Collected data
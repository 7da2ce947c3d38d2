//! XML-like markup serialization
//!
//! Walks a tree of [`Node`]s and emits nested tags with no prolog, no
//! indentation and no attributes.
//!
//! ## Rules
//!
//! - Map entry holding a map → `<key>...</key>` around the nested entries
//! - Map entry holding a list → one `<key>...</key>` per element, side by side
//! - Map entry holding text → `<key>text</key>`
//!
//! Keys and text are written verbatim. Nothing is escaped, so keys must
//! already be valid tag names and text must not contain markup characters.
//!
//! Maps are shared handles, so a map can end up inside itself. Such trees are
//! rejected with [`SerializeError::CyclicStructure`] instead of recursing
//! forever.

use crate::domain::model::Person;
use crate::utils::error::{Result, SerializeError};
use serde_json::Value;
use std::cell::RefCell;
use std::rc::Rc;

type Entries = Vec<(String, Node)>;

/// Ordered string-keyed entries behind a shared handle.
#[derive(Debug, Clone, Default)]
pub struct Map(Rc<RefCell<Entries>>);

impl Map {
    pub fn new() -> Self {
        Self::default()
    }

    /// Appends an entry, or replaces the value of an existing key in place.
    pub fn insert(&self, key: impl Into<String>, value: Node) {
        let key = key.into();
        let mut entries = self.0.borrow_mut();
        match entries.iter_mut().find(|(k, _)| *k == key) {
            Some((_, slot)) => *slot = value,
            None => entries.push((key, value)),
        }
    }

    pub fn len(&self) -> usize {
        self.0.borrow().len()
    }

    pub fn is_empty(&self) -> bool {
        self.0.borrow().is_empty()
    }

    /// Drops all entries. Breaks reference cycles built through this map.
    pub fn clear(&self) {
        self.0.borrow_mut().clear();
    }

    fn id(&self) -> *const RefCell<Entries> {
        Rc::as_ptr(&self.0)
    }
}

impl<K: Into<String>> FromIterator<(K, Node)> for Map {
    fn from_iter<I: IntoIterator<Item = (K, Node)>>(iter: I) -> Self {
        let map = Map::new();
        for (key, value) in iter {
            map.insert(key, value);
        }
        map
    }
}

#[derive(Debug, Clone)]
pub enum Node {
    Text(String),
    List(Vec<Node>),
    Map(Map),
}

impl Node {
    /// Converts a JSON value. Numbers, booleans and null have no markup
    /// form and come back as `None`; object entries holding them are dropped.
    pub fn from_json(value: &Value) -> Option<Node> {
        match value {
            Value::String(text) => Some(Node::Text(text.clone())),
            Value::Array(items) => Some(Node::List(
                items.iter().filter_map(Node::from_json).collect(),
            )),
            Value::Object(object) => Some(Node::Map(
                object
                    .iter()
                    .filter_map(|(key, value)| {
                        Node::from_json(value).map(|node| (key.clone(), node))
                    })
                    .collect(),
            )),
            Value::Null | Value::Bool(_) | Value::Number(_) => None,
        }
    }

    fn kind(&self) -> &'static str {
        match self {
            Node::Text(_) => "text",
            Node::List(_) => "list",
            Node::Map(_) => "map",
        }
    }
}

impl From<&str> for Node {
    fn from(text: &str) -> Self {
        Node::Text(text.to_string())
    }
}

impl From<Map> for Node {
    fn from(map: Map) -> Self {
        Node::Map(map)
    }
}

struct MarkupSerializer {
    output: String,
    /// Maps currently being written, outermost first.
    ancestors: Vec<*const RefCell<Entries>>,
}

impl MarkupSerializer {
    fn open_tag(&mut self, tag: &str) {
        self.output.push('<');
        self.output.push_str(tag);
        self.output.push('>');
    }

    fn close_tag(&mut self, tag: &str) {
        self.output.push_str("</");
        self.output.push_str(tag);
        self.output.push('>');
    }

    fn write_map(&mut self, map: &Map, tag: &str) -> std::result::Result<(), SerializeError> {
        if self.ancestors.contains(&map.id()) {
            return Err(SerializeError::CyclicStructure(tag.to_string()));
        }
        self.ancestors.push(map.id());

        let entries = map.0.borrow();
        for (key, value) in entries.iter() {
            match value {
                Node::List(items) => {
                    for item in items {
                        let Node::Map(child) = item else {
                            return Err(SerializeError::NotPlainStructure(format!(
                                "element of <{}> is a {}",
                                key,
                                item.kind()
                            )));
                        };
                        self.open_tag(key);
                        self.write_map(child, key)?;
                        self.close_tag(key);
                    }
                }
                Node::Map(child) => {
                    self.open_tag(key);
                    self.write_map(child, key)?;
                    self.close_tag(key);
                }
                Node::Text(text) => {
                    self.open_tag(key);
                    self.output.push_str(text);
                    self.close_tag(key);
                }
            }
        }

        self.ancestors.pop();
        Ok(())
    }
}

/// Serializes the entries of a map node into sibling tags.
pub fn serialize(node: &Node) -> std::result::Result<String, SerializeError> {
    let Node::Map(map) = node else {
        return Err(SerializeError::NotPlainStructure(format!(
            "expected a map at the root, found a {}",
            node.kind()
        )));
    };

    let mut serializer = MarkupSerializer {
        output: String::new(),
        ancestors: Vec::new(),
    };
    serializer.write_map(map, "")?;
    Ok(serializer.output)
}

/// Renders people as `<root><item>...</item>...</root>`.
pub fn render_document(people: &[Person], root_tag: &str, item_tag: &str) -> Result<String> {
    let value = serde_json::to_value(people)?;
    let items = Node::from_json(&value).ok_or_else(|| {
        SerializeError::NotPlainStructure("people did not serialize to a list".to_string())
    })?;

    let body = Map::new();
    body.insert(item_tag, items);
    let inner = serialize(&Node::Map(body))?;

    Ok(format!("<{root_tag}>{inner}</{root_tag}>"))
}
...
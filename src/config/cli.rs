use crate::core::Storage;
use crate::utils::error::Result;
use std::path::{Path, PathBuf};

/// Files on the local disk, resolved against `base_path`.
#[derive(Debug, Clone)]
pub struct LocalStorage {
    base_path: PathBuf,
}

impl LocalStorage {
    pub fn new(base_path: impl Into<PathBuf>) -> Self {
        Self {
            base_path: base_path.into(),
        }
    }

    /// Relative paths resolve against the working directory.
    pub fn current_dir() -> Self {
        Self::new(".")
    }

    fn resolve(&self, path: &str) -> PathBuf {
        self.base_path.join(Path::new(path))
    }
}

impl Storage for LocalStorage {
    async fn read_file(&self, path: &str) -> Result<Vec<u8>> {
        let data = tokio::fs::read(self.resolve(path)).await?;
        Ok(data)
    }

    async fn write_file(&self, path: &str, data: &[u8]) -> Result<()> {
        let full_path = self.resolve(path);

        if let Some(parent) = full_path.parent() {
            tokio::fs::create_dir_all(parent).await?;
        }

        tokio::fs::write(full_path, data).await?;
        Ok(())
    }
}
--
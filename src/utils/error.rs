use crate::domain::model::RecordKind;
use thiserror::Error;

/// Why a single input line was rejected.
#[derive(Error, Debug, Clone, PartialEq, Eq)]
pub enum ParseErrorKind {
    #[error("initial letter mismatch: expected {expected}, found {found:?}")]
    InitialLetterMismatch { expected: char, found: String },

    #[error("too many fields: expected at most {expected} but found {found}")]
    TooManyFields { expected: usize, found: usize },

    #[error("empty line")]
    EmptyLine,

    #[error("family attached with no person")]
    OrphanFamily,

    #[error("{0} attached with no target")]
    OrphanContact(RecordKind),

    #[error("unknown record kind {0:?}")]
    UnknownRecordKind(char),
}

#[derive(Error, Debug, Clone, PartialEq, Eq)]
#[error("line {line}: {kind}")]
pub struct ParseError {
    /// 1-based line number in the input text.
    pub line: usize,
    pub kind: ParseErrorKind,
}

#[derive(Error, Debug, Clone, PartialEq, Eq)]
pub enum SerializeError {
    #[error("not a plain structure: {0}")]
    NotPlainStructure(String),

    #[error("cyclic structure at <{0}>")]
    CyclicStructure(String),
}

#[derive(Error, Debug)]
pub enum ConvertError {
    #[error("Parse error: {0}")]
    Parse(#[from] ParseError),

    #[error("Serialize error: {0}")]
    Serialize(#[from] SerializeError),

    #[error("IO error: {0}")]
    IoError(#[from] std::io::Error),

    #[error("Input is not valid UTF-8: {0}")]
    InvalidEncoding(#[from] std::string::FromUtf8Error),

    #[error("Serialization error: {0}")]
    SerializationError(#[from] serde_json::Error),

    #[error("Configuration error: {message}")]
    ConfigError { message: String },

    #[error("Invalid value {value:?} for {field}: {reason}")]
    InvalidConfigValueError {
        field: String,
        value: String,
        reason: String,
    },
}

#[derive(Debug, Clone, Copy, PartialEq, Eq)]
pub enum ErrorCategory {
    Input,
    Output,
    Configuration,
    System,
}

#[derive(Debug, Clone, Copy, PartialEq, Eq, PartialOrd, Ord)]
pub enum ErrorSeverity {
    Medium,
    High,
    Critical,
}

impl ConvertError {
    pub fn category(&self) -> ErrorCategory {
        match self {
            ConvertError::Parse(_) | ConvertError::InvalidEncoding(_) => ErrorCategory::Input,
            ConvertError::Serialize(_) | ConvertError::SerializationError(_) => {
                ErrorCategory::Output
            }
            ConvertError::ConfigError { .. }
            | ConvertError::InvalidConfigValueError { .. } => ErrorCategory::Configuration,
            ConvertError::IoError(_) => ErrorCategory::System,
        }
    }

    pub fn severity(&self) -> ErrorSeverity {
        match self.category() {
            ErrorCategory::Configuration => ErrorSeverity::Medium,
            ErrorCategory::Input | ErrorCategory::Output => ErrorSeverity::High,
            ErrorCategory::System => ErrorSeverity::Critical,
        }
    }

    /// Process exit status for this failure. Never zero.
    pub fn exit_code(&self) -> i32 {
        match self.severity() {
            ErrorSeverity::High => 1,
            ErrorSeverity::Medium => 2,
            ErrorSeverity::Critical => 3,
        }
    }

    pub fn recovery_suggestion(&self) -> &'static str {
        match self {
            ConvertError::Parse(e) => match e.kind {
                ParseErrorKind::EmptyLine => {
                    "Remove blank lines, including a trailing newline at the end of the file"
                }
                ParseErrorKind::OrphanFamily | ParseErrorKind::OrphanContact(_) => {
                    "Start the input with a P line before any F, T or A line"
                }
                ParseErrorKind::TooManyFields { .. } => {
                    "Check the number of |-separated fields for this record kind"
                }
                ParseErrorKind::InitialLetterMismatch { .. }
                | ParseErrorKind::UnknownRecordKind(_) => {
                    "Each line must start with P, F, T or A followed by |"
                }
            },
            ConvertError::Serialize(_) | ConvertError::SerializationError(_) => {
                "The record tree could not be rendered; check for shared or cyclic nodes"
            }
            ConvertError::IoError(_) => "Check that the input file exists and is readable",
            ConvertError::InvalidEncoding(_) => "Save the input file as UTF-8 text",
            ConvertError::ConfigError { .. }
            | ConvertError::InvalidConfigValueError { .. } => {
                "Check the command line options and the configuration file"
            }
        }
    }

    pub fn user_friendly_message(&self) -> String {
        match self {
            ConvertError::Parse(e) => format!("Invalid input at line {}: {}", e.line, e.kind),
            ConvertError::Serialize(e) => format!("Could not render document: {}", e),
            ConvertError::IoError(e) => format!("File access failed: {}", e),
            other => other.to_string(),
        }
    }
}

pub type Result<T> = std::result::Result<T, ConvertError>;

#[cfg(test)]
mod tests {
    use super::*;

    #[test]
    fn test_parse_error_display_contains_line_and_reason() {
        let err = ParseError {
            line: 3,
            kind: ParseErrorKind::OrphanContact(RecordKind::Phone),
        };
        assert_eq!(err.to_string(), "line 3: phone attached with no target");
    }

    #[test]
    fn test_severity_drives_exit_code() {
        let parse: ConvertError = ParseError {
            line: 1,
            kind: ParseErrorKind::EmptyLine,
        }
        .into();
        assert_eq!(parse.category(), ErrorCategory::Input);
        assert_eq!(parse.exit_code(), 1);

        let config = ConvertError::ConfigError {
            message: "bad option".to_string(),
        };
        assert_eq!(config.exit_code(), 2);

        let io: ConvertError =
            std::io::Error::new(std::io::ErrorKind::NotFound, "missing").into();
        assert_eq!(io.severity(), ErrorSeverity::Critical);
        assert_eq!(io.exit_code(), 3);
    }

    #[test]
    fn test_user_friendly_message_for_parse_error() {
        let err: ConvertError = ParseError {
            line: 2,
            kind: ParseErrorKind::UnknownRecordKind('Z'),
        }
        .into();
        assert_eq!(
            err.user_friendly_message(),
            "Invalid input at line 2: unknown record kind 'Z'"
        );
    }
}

_How to complete this task_
Would you retype exactly the lines above, from the line with "impl<K: Into<String>> FromIterator<(K, Node)>" to the line with "fn close_tag(&mut self, tag: &str)", with both end lines kept and nothing more?

_Solution to this exercise_
impl<K: Into<String>> FromIterator<(K, Node)> for Map {
    fn from_iter<I: IntoIterator<Item = (K, Node)>>(iter: I) -> Self {
        let map = Map::new();
        for (key, value) in iter {
            map.insert(key, value);
        }
        map
    }
}

#[derive(Debug, Clone)]
pub enum Node {
    Text(String),
    List(Vec<Node>),
    Map(Map),
}

impl Node {
    /// Converts a JSON value. Numbers, booleans and null have no markup
    /// form and come back as `None`; object entries holding them are dropped.
    pub fn from_json(value: &Value) -> Option<Node> {
        match value {
            Value::String(text) => Some(Node::Text(text.clone())),
            Value::Array(items) => Some(Node::List(
                items.iter().filter_map(Node::from_json).collect(),
            )),
            Value::Object(object) => Some(Node::Map(
                object
                    .iter()
                    .filter_map(|(key, value)| {
                        Node::from_json(value).map(|node| (key.clone(), node))
                    })
                    .collect(),
            )),
            Value::Null | Value::Bool(_) | Value::Number(_) => None,
        }
    }

    fn kind(&self) -> &'static str {
        match self {
            Node::Text(_) => "text",
            Node::List(_) => "list",
            Node::Map(_) => "map",
        }
    }
}

impl From<&str> for Node {
    fn from(text: &str) -> Self {
        Node::Text(text.to_string())
    }
}

impl From<Map> for Node {
    fn from(map: Map) -> Self {
        Node::Map(map)
    }
}

struct MarkupSerializer {
    output: String,
    /// Maps currently being written, outermost first.
    ancestors: Vec<*const RefCell<Entries>>,
}

impl MarkupSerializer {
    fn open_tag(&mut self, tag: &str) {
        self.output.push('<');
        self.output.push_str(tag);
        self.output.push('>');
    }

    fn close_tag(&mut self, tag: &str) {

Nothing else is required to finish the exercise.